# [Your instructions]
Read through the material below and copy each line in which the word "Option" occurs.

#####

//! Redis-backed reconcile caches.

use async_trait::async_trait;
use redis::AsyncCommands;
use serde::Serialize;
use serde::de::DeserializeOwned;
use tidegate_application::{FingerprintStore, NotificationCache, RevisionCache};
use tidegate_core::{AppError, AppResult};
use tidegate_domain::{Fingerprint, NotificationEvent, ResourceKind};

/// Redis connection settings shared by every reconcile cache.
#[derive(Clone)]
pub struct RedisCacheClient {
    client: redis::Client,
    key_prefix: String,
}

impl RedisCacheClient {
    /// Creates cache settings with a configured Redis client and key prefix.
    #[must_use]
    pub fn new(client: redis::Client, key_prefix: impl Into<String>) -> Self {
        Self {
            client,
            key_prefix: key_prefix.into(),
        }
    }

    fn key(&self, namespace: &str, name: &str) -> String {
        format!("{}:{namespace}:{name}", self.key_prefix)
    }

    async fn connection(&self) -> AppResult<redis::aio::MultiplexedConnection> {
        self.client
            .get_multiplexed_async_connection()
            .await
            .map_err(|error| AppError::Internal(format!("failed to connect to redis: {error}")))
    }

    async fn read_json<T: DeserializeOwned>(&self, key: String) -> AppResult<Option<T>> {
        let mut connection = self.connection().await?;
        let encoded: Option<String> = connection.get(key.as_str()).await.map_err(|error| {
            AppError::Internal(format!("failed to read cache entry '{key}': {error}"))
        })?;

        encoded
            .as_deref()
            .map(|value| {
                serde_json::from_str(value).map_err(|error| {
                    AppError::Internal(format!("invalid cache entry '{key}': {error}"))
                })
            })
            .transpose()
    }

    async fn write_json<T: Serialize + Sync>(
        &self,
        key: String,
        value: &T,
        ttl_seconds: Option<u64>,
    ) -> AppResult<()> {
        let encoded = serde_json::to_string(value).map_err(|error| {
            AppError::Internal(format!("failed to encode cache entry '{key}': {error}"))
        })?;
        let mut connection = self.connection().await?;

        let result: redis::RedisResult<()> = match ttl_seconds {
            Some(ttl_seconds) => connection.set_ex(key.as_str(), encoded, ttl_seconds).await,
            None => connection.set(key.as_str(), encoded).await,
        };

        result.map_err(|error| {
            AppError::Internal(format!("failed to write cache entry '{key}': {error}"))
        })
    }
}

/// Redis fingerprint store with a per-entry time to live.
#[derive(Clone)]
pub struct RedisFingerprintStore {
    redis: RedisCacheClient,
    ttl_seconds: u64,
}

impl RedisFingerprintStore {
    /// Creates a fingerprint store whose entries expire after `ttl_seconds`.
    #[must_use]
    pub fn new(redis: RedisCacheClient, ttl_seconds: u64) -> Self {
        Self {
            redis,
            ttl_seconds: ttl_seconds.max(1),
        }
    }

    fn key_for(&self, kind: ResourceKind, name: &str) -> String {
        self.redis.key(&format!("fingerprint:{kind}"), name)
    }
}

#[async_trait]
impl FingerprintStore for RedisFingerprintStore {
    async fn get(&self, kind: ResourceKind, name: &str) -> AppResult<Option<Fingerprint>> {
        self.redis.read_json(self.key_for(kind, name)).await
    }

    async fn set(
        &self,
        kind: ResourceKind,
        name: &str,
        fingerprint: Fingerprint,
    ) -> AppResult<()> {
        self.redis
            .write_json(self.key_for(kind, name), &fingerprint, Some(self.ttl_seconds))
            .await
    }
}

/// Redis holder of the last sent notification, without expiry.
#[derive(Clone)]
pub struct RedisNotificationCache {
    redis: RedisCacheClient,
}

impl RedisNotificationCache {
    /// Creates a notification cache.
    #[must_use]
    pub fn new(redis: RedisCacheClient) -> Self {
        Self { redis }
    }
}

#[async_trait]
impl NotificationCache for RedisNotificationCache {
    async fn get(&self) -> AppResult<Option<NotificationEvent>> {
        self.redis.read_json(self.redis.key("notification", "last")).await
    }

    async fn set(&self, event: NotificationEvent) -> AppResult<()> {
        self.redis
            .write_json(self.redis.key("notification", "last"), &event, None)
            .await
    }
}

/// Redis holder of the last observed source revision, without expiry.
#[derive(Clone)]
pub struct RedisRevisionCache {
    redis: RedisCacheClient,
}

impl RedisRevisionCache {
    /// Creates a revision cache.
    #[must_use]
    pub fn new(redis: RedisCacheClient) -> Self {
        Self { redis }
    }
}

#[async_trait]
impl RevisionCache for RedisRevisionCache {
    async fn get(&self) -> AppResult<Option<String>> {
        self.redis.read_json(self.redis.key("revision", "last")).await
    }

    async fn set(&self, revision: &str) -> AppResult<()> {
        self.redis
            .write_json(self.redis.key("revision", "last"), &revision, None)
            .await
    }
}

#####

# [Answer space]
    async fn read_json<T: DeserializeOwned>(&self, key: String) -> AppResult<Option<T>> {
        let encoded: Option<String> = connection.get(key.as_str()).await.map_err(|error| {
        ttl_seconds: Option<u64>,
    async fn get(&self, kind: ResourceKind, name: &str) -> AppResult<Option<Fingerprint>> {
    async fn get(&self) -> AppResult<Option<NotificationEvent>> {
    async fn get(&self) -> AppResult<Option<String>> {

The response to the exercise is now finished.